时间:2025-08-20 09:40:47  作者:有鸟鸣见
  但是我好像找不到牵引绳,也不知道小姨出门会不会应激,贸然带出去不太好,于是在小姨好奇的眼神下,我只好摸摸它说:“下次再带你一起去社会化训练吧。”
  很久没有独自出门了,我莫名有种监狱放风的感觉,一步三回头看了好几眼家的方向,担心自己离开了,家就不在了,直到再也看不见那幢房子后,才不再回头继续往前走。
  走快点就不会后悔了。
  我加快脚步没有走几分钟就到了海釜公园,早上的公园还是大爷大妈的场合,有的在室外健身器材锻炼,有的在亭子里下棋喝茶,还有打太极拳的,练五禽戏的,感觉他们比我这个年轻人更有活力。
  我默默找了个人少的地方,坐在长椅上,把五元拿出来包在手心,让它陪我一起发呆晒太阳。
  还没坐几分钟,椅子旁边又坐下了一个人,他冷不丁开口问我:“小伙子,你哪儿人啊?”

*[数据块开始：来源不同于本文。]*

use std::env;
use std::fs;
use std::path::{Path, PathBuf};
use std::time::Duration;

use anyhow::{Context, Result};
use serde::{Deserialize, Serialize};

use crate::client::{ClientConfig, DEFAULT_BASE_URL};
use crate::feed::{AppDetails, LocationFeed};
use crate::layout::Density;
use crate::scroll::PAGE_SIZE;

const DEFAULT_ENV_PREFIX: &str = "NOSCROLL";

#[derive(Debug, Clone, Serialize, Deserialize, PartialEq, Default)]
pub struct Config {
    #[serde(default)]
    pub service: ServiceConfig,
    #[serde(default)]
    pub feed: FeedConfig,
    #[serde(default)]
    pub layout: LayoutConfig,
    #[serde(default)]
    pub logging: LoggingConfig,
}

#[derive(Debug, Clone, Serialize, Deserialize, PartialEq)]
pub struct ServiceConfig {
    #[serde(default = "default_base_url")]
    pub base_url: String,
    #[serde(default = "default_user_agent")]
    pub user_agent: String,
    #[serde(default = "default_timeout", with = "humantime_serde")]
    pub timeout: Duration,
    /// Raw `Cookie` header value for the session.
    #[serde(default)]
    pub cookie: Option<String>,
    #[serde(default)]
    pub authenticated: bool,
    #[serde(default)]
    pub reddit_users: Vec<String>,
    #[serde(default)]
    pub feeds: Vec<LocationFeed>,
}

impl Default for ServiceConfig {
    fn default() -> Self {
        Self {
            base_url: default_base_url(),
            user_agent: default_user_agent(),
            timeout: default_timeout(),
            cookie: None,
            authenticated: false,
            reddit_users: Vec::new(),
            feeds: Vec::new(),
        }
    }
}

impl ServiceConfig {
    pub fn client_config(&self) -> ClientConfig {
        ClientConfig {
            user_agent: self.user_agent.clone(),
            base_url: Some(self.base_url.clone()),
            timeout: Some(self.timeout),
            cookie: self.cookie.clone(),
            http_client: None,
        }
    }

    pub fn app_details(&self) -> AppDetails {
        AppDetails {
            is_authenticated: self.authenticated,
            reddit_users: self.reddit_users.clone(),
            feeds: self.feeds.clone(),
        }
    }
}

fn default_base_url() -> String {
    DEFAULT_BASE_URL.to_string()
}

fn default_user_agent() -> String {
    format!("noscroll/{}", crate::VERSION)
}

fn default_timeout() -> Duration {
    Duration::from_secs(20)
}

#[derive(Debug, Clone, Serialize, Deserialize, PartialEq)]
pub struct FeedConfig {
    #[serde(default = "default_flush_interval", with = "humantime_serde")]
    pub flush_interval: Duration,
    #[serde(default = "default_resize_poll_interval", with = "humantime_serde")]
    pub resize_poll_interval: Duration,
}

impl Default for FeedConfig {
    fn default() -> Self {
        Self {
            flush_interval: default_flush_interval(),
            resize_poll_interval: default_resize_poll_interval(),
        }
    }
}

fn default_flush_interval() -> Duration {
    Duration::from_secs(5)
}

fn default_resize_poll_interval() -> Duration {
    Duration::from_secs(1)
}

#[derive(Debug, Clone, Serialize, Deserialize, PartialEq)]
pub struct LayoutConfig {
    #[serde(default)]
    pub density: Density,
    #[serde(default)]
    pub show_nsfw: bool,
    #[serde(default = "default_overflow_fraction")]
    pub overflow_fraction: f64,
    #[serde(default = "default_min_item_width")]
    pub min_item_width: f64,
    #[serde(default = "default_max_expansion")]
    pub max_expansion: f64,
    #[serde(default = "default_no_embed_slot_width")]
    pub no_embed_slot_width: f64,
    #[serde(default = "default_max_columns")]
    pub max_columns: usize,
    #[serde(default = "default_lookahead")]
    pub lookahead: usize,
}

impl Default for LayoutConfig {
    fn default() -> Self {
        Self {
            density: Density::default(),
            show_nsfw: false,
            overflow_fraction: default_overflow_fraction(),
            min_item_width: default_min_item_width(),
            max_expansion: default_max_expansion(),
            no_embed_slot_width: default_no_embed_slot_width(),
            max_columns: default_max_columns(),
            lookahead: default_lookahead(),
        }
    }
}

fn default_overflow_fraction() -> f64 {
    0.95
}

fn default_min_item_width() -> f64 {
    120.0
}

fn default_max_expansion() -> f64 {
    2.5
}

fn default_no_embed_slot_width() -> f64 {
    400.0
}

fn default_max_columns() -> usize {
    4
}

fn default_lookahead() -> usize {
    PAGE_SIZE / 2
}

#[derive(Debug, Clone, Serialize, Deserialize, PartialEq)]
pub struct LoggingConfig {
    #[serde(default = "default_log_level")]
    pub level: String,
}

impl Default for LoggingConfig {
    fn default() -> Self {
        Self {
            level: default_log_level(),
        }
    }
}

fn default_log_level() -> String {
    "info".into()
}

#[derive(Debug, Clone, Default)]
pub struct LoadOptions {
    pub config_file: Option<PathBuf>,
    pub env_prefix: Option<String>,
}

pub fn load(options: LoadOptions) -> Result<Config> {
    let mut cfg = Config::default();

    let path = options.config_file.or_else(default_config_path);
    if let Some(path) = path.as_ref() {
        if path.exists() {
            cfg = read_config_file(path)?;
        }
    }

    let prefix = options.env_prefix.as_deref().unwrap_or(DEFAULT_ENV_PREFIX);
    apply_env(&mut cfg, prefix)?;

    Ok(cfg)
}

fn read_config_file(path: &Path) -> Result<Config> {
    let data = fs::read_to_string(path)
        .with_context(|| format!("Failed to read config file at {}", path.display()))?;
    let config: Config = serde_yaml::from_str(&data)
        .with_context(|| format!("Failed to parse config file at {}", path.display()))?;
    Ok(config)
}

fn apply_env(cfg: &mut Config, prefix: &str) -> Result<()> {
    let upper_prefix = format!("{}_", prefix.to_uppercase());
    let mut vars: Vec<(String, String)> = env::vars()
        .filter_map(|(key, value)| {
            key.strip_prefix(&upper_prefix)
                .map(|stripped| (stripped.to_ascii_lowercase().replace("__", "."), value))
        })
        .collect();
    vars.sort();

    for (key, value) in vars {
        apply_env_value(cfg, &key, value)
            .with_context(|| format!("invalid value for {upper_prefix}{}", key.to_uppercase().replace('.', "__")))?;
    }
    Ok(())
}

fn apply_env_value(cfg: &mut Config, key: &str, value: String) -> Result<()> {
    match key {
        "service.base_url" => cfg.service.base_url = value,
        "service.user_agent" => cfg.service.user_agent = value,
        "service.timeout" => cfg.service.timeout = humantime::parse_duration(&value)?,
        "service.cookie" => cfg.service.cookie = Some(value),
        "service.authenticated" => cfg.service.authenticated = parse_bool(&value),
        "service.reddit_users" => cfg.service.reddit_users = split_list(&value),
        "feed.flush_interval" => cfg.feed.flush_interval = humantime::parse_duration(&value)?,
        "feed.resize_poll_interval" => {
            cfg.feed.resize_poll_interval = humantime::parse_duration(&value)?
        }
        "layout.density" => {
            cfg.layout.density = Density::from_name(&value.to_ascii_lowercase())
                .with_context(|| format!("unknown density {value}"))?
        }
        "layout.show_nsfw" => cfg.layout.show_nsfw = parse_bool(&value),
        "layout.overflow_fraction" => cfg.layout.overflow_fraction = value.parse()?,
        "layout.min_item_width" => cfg.layout.min_item_width = value.parse()?,
        "layout.max_expansion" => cfg.layout.max_expansion = value.parse()?,
        "layout.no_embed_slot_width" => cfg.layout.no_embed_slot_width = value.parse()?,
        "layout.max_columns" => cfg.layout.max_columns = value.parse()?,
        "layout.lookahead" => cfg.layout.lookahead = value.parse()?,
        "logging.level" => cfg.logging.level = value,
        _ => {}
    }
    Ok(())
}

fn parse_bool(value: &str) -> bool {
    matches!(value, "1" | "true" | "TRUE" | "True" | "yes")
}

fn split_list(value: &str) -> Vec<String> {
    value
        .split(',')
        .map(|s| s.trim().to_string())
        .filter(|s| !s.is_empty())
        .collect()
}

fn default_config_path() -> Option<PathBuf> {
    dirs::config_dir().map(|dir| dir.join("noscroll").join("config.yaml"))
}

  我转头看着眼前的陌生大叔,没有说话,心里警惕地想着:我都这么大人了,难道还要拐卖我吗?
  “家住哪儿的,多大了,干什么工作的?”他没有放弃笑着问我,喋喋不休地查我户口,同时上下打量了一下我。
  我忍不住开口:“你想干嘛?”
  “给我女儿相亲啊。”他不知道从哪儿掏出来一张纸“唰”地一甩,抬起来给我看,最上面的标题用微软雅黑大写加粗写道“美女医生找对象”。
  他期待地说:“小伙子,你长得蛮好看的,我女儿有钱还漂亮,只是工作太忙,一直没遇到合适的,你看有没有兴趣……”
  我立马摇了摇头说:“我结婚了。”
  “这样啊,你看上去挺年轻的都这么早结婚了。”他碰了壁可惜地说,把头撇到了一边望着湖面没再说话,也没去物色下一个对象。
  我不知道要不要接话,往旁边一瞅发现这里人多了起来,都拿着同样的纸,标题都很醒目,什么“180帅儿子找对象”“十年没碰过女人”等等,他们的目光筛在每个路过的人身上,挑剔地寻找他们心目中孩子的另一枚拼得上的“玉佩”。
  原来误入相亲角了。
  换个地方吧。
  我正打算起身去找个安静的地方,突然听到叔落寞的声音:“小伙子,不介意我抽根烟吧?”
  “不介意”三个字还没说完,他已经自顾自地点起了一支烟,吸了一口烟,把愁吐了出来,叹了口气说:“只是想给孩子找个伴,她还一直不太愿意,做父母的也不能干着急啊,没想到来相亲角找个优质女婿跟大海捞针似的,还要瞒着我闺女,难办呀。”
  我心情复杂,瞥了他一眼暗自腹诽着:叔,能不要说这些黏屁股的话吗,我都不好意思走了。
  “眼瞅着隔壁张大婶都抱上了孙子,我们这边还跟老太太吃黄连一样苦口婆心地做思想工作,真是可怜天下父母心啊。”大叔说起劲了,抽烟的动作幅度都大了一些。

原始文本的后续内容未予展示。